* _EXERCISE DIRECTIONS_: What you return should be the lines of the data containing "DesignLayout", each in full.

::::

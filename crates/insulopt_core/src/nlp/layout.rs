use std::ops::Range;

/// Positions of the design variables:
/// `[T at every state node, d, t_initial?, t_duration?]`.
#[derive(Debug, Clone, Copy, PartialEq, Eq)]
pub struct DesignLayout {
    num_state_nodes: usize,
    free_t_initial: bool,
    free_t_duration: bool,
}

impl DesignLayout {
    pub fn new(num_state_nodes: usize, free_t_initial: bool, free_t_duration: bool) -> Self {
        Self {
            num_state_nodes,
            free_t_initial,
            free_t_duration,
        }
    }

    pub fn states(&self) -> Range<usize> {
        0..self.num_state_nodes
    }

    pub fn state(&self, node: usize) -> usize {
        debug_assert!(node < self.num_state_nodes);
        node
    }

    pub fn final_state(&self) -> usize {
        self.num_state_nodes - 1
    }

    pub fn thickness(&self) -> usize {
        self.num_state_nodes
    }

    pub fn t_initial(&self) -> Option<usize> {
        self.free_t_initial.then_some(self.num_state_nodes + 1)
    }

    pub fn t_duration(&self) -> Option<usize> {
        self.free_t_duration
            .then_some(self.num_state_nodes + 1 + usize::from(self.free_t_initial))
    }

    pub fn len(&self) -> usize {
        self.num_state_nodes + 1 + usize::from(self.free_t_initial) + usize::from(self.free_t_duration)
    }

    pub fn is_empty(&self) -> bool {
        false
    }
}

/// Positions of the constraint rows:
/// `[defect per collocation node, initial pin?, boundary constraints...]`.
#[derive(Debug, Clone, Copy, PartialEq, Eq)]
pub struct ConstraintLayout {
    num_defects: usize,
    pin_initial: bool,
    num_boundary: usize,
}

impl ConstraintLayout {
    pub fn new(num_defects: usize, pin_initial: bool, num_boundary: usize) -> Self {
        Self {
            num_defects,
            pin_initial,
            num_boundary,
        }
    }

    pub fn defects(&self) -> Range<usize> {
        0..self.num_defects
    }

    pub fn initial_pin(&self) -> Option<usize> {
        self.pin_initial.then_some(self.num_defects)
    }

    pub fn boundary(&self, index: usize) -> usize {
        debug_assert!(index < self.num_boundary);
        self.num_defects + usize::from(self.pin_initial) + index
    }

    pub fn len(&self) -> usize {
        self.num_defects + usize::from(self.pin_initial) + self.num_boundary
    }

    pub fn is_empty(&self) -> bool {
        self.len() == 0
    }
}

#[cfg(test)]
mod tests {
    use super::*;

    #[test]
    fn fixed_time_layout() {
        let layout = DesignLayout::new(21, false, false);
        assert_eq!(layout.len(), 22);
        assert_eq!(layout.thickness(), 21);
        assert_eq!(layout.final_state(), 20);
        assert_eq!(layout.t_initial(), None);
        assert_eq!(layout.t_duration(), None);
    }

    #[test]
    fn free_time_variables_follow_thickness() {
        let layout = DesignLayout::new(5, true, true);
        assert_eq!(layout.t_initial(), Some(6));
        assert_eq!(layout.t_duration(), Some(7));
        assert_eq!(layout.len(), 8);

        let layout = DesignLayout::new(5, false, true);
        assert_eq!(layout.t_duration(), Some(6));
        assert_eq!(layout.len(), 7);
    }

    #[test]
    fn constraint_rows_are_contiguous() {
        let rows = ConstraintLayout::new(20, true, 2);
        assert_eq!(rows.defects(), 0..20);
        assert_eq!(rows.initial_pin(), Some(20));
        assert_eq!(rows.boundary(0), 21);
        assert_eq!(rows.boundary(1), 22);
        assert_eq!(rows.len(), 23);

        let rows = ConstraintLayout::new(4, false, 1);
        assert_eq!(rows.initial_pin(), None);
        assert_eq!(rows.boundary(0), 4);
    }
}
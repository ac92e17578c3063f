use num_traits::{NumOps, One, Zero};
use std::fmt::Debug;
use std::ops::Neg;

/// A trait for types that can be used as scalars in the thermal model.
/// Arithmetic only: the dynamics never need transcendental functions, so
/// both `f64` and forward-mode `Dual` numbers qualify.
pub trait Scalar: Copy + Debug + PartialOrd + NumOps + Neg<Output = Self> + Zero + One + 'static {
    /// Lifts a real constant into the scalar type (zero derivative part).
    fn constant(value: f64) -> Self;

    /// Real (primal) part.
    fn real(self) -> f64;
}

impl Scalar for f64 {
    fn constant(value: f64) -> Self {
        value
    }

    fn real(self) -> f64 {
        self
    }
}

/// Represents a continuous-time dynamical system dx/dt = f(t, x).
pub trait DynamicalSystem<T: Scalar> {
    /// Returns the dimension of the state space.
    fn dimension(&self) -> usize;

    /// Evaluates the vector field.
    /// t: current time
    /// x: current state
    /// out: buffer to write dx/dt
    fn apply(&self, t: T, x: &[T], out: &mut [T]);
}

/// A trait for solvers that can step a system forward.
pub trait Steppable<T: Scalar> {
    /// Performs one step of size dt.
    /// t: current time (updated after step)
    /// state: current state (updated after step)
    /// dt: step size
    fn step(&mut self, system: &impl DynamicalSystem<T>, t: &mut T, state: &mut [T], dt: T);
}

::::

* _EXPECTED OUTPUT_:
pub struct DesignLayout {
impl DesignLayout {
        let layout = DesignLayout::new(21, false, false);
        let layout = DesignLayout::new(5, true, true);
        let layout = DesignLayout::new(5, false, true);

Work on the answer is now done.